## [Your instructions]
Whenever a line below mentions the word "Some", that line should be copied.

## [Data for this task]

====

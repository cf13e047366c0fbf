use thiserror::Error;

use crate::{geodesy::Coordinate, types::BlockId};

/// Failure of a single call to an external service.
#[derive(Debug, Clone, PartialEq, Eq, Error)]
pub enum LookupError {
    /// Transport-level failure (connect, timeout, truncated body).
    #[error("network error: {0}")]
    Network(String),

    /// The service answered with a non-success status.
    #[error("{url} returned status {status}")]
    Status { status: u16, url: String },

    /// The response did not have the expected shape.
    #[error("unexpected response: {0}")]
    Parse(String),
}

/// Terminal failure of an estimate run. No partial total accompanies these.
#[derive(Debug, Clone, PartialEq, Error)]
pub enum PipelineError {
    #[error("grid step must be a positive number of degrees, got {0}")]
    InvalidStep(f64),

    #[error("center {0} must have a latitude strictly between -90 and 90 and a finite longitude")]
    InvalidCenter(Coordinate),

    #[error("could not resolve block for point {point} after {attempts} attempt(s)")]
    Resolution {
        point: Coordinate,
        attempts: u32,
        #[source]
        source: LookupError,
    },

    #[error("could not fetch population for block {block} after {attempts} attempt(s)")]
    Aggregation {
        block: BlockId,
        attempts: u32,
        #[source]
        source: LookupError,
    },
}
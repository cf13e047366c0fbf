mod geo_type;
mod geo_id;

pub use geo_type::GeoType;
pub use geo_id::{BlockId, BlockParts};
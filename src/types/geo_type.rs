/// Levels of the census hierarchy encoded in a block identifier.
#[derive(Debug, Clone, Copy, PartialEq, Eq, Hash)]
pub enum GeoType {
    State,      // Highest-level entity
    County,     // County -> State
    Tract,      // Tract -> County
    Block,      // Lowest-level entity
}

impl GeoType {
    /// Query-parameter name used by the statistics service.
    pub fn to_str(&self) -> &'static str {
        match self {
            GeoType::State => "state",
            GeoType::County => "county",
            GeoType::Tract => "tract",
            GeoType::Block => "block",
        }
    }

    /// Length of the identifier prefix naming an entity at this level.
    pub fn id_len(&self) -> usize {
        match self {
            GeoType::State  => 2,
            GeoType::County => 5,
            GeoType::Tract  => 11,
            GeoType::Block  => 15,
        }
    }

    pub fn order() -> [GeoType; 4] {
        [
            GeoType::State,
            GeoType::County,
            GeoType::Tract,
            GeoType::Block,
        ]
    }
}
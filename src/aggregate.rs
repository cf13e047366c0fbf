use tracing::{debug, info};

use crate::{
    census::StatsSource,
    error::PipelineError,
    retry::{Exhausted, RetryPolicy},
    types::BlockId,
};

/// Fetch `attribute` for one block, retrying per `policy`.
pub fn block_value<S>(stats: &S, block: &BlockId, attribute: &str, api_key: Option<&str>, policy: &RetryPolicy) -> Result<u64, PipelineError>
where
    S: StatsSource + ?Sized,
{
    let parts = block.parts();
    policy.run(format!("query {block}"), |_| stats.query_attribute(&parts, attribute, api_key))
        .map_err(|Exhausted { attempts, error }| PipelineError::Aggregation { block: block.clone(), attempts, source: error })
}

/// Sum `attribute` over `blocks`. The first block that exhausts its retries aborts the sum.
pub fn aggregate<'a, S, I>(stats: &S, blocks: I, attribute: &str, api_key: Option<&str>, policy: &RetryPolicy) -> Result<u64, PipelineError>
where
    S: StatsSource + ?Sized,
    I: IntoIterator<Item = &'a BlockId>,
{
    let mut total: u64 = 0;
    let mut count = 0usize;

    for block in blocks {
        let value = block_value(stats, block, attribute, api_key, policy)?;
        debug!(%block, value, "block value");
        total = total.saturating_add(value);
        count += 1;
    }

    info!(blocks = count, total, attribute, "aggregated");
    Ok(total)
}

#[cfg(test)]
mod tests {
    use std::cell::{Cell, RefCell};

    use super::*;
    use crate::{error::LookupError, types::BlockParts};

    fn block(id: &str) -> BlockId { BlockId::parse(id).unwrap() }

    /// Population keyed on the block sub-field.
    fn by_block_code(parts: &BlockParts<'_>, _: &str, _: Option<&str>) -> Result<u64, LookupError> {
        parts.block.parse::<u64>().map_err(|e| LookupError::Parse(e.to_string()))
    }

    #[test]
    fn sums_block_values() {
        let blocks = [block("160010101001000"), block("160010101000007"), block("160010101000035")];
        let total = aggregate(&by_block_code, &blocks, "P1_001N", None, &RetryPolicy::immediate(3)).unwrap();
        assert_eq!(total, 1042);
    }

    #[test]
    fn total_is_order_independent() {
        let mut blocks = vec![block("160010101001000"), block("160010101000007"), block("160010101000035")];
        let forward = aggregate(&by_block_code, &blocks, "P1_001N", None, &RetryPolicy::immediate(3)).unwrap();
        blocks.reverse();
        let backward = aggregate(&by_block_code, &blocks, "P1_001N", None, &RetryPolicy::immediate(3)).unwrap();
        blocks.swap(0, 1);
        let shuffled = aggregate(&by_block_code, &blocks, "P1_001N", None, &RetryPolicy::immediate(3)).unwrap();
        assert_eq!(forward, backward);
        assert_eq!(forward, shuffled);
    }

    #[test]
    fn empty_block_set_is_zero() {
        let calls = Cell::new(0);
        let stats = |_: &BlockParts<'_>, _: &str, _: Option<&str>| -> Result<u64, LookupError> {
            calls.set(calls.get() + 1);
            Ok(1)
        };
        let total = aggregate(&stats, &Vec::<BlockId>::new(), "P1_001N", None, &RetryPolicy::immediate(3)).unwrap();
        assert_eq!(total, 0);
        assert_eq!(calls.get(), 0);
    }

    #[test]
    fn query_gets_parts_attribute_and_key() {
        let seen = RefCell::new(Vec::new());
        let stats = |parts: &BlockParts<'_>, attribute: &str, key: Option<&str>| -> Result<u64, LookupError> {
            seen.borrow_mut().push((
                format!("{}|{}|{}|{}", parts.state, parts.county, parts.tract, parts.block),
                attribute.to_string(),
                key.map(str::to_string),
            ));
            Ok(5)
        };
        let blocks = [block("160010101001000")];
        aggregate(&stats, &blocks, "P1_001N", Some("secret"), &RetryPolicy::immediate(3)).unwrap();

        assert_eq!(seen.into_inner(), vec![(
            "16|001|010100|1000".to_string(),
            "P1_001N".to_string(),
            Some("secret".to_string()),
        )]);
    }

    #[test]
    fn fails_twice_then_succeeds() {
        let calls = Cell::new(0);
        let stats = |_: &BlockParts<'_>, _: &str, _: Option<&str>| -> Result<u64, LookupError> {
            calls.set(calls.get() + 1);
            if calls.get() <= 2 { Err(LookupError::Status { status: 500, url: "stats".into() }) } else { Ok(42) }
        };
        let total = aggregate(&stats, &[block("160010101001000")], "P1_001N", None, &RetryPolicy::immediate(3)).unwrap();
        assert_eq!(total, 42);
        assert_eq!(calls.get(), 3);
    }

    #[test]
    fn unparseable_value_exhausts_into_aggregation_error() {
        let calls = Cell::new(0);
        let stats = |_: &BlockParts<'_>, _: &str, _: Option<&str>| -> Result<u64, LookupError> {
            calls.set(calls.get() + 1);
            Err(LookupError::Parse("expected a non-negative integer".into()))
        };
        let target = block("160010101001000");
        let err = aggregate(&stats, [&target], "P1_001N", None, &RetryPolicy::immediate(3)).unwrap_err();
        assert_eq!(calls.get(), 3);
        assert!(matches!(err, PipelineError::Aggregation { ref block, attempts: 3, source: LookupError::Parse(_) } if *block == target));
    }
}
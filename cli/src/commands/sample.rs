use anyhow::Result;
use censusradius::{sample, Coordinate};

pub fn run(_cli: &crate::cli::Cli, args: &crate::cli::SampleArgs) -> Result<()> {
    let area = &args.area;
    let points = sample(Coordinate::new(area.lat, area.lon), area.radius, area.step)?;

    if area.json {
        println!("{}", serde_json::to_string(&points)?);
    } else {
        println!("Sample points: {}", points.len());
    }

    Ok(())
}
pub mod estimate;
pub mod query;
pub mod sample;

====

## [Expected answer]
        aggregate(&stats, &blocks, "P1_001N", Some("secret"), &RetryPolicy::immediate(3)).unwrap();
            Some("secret".to_string()),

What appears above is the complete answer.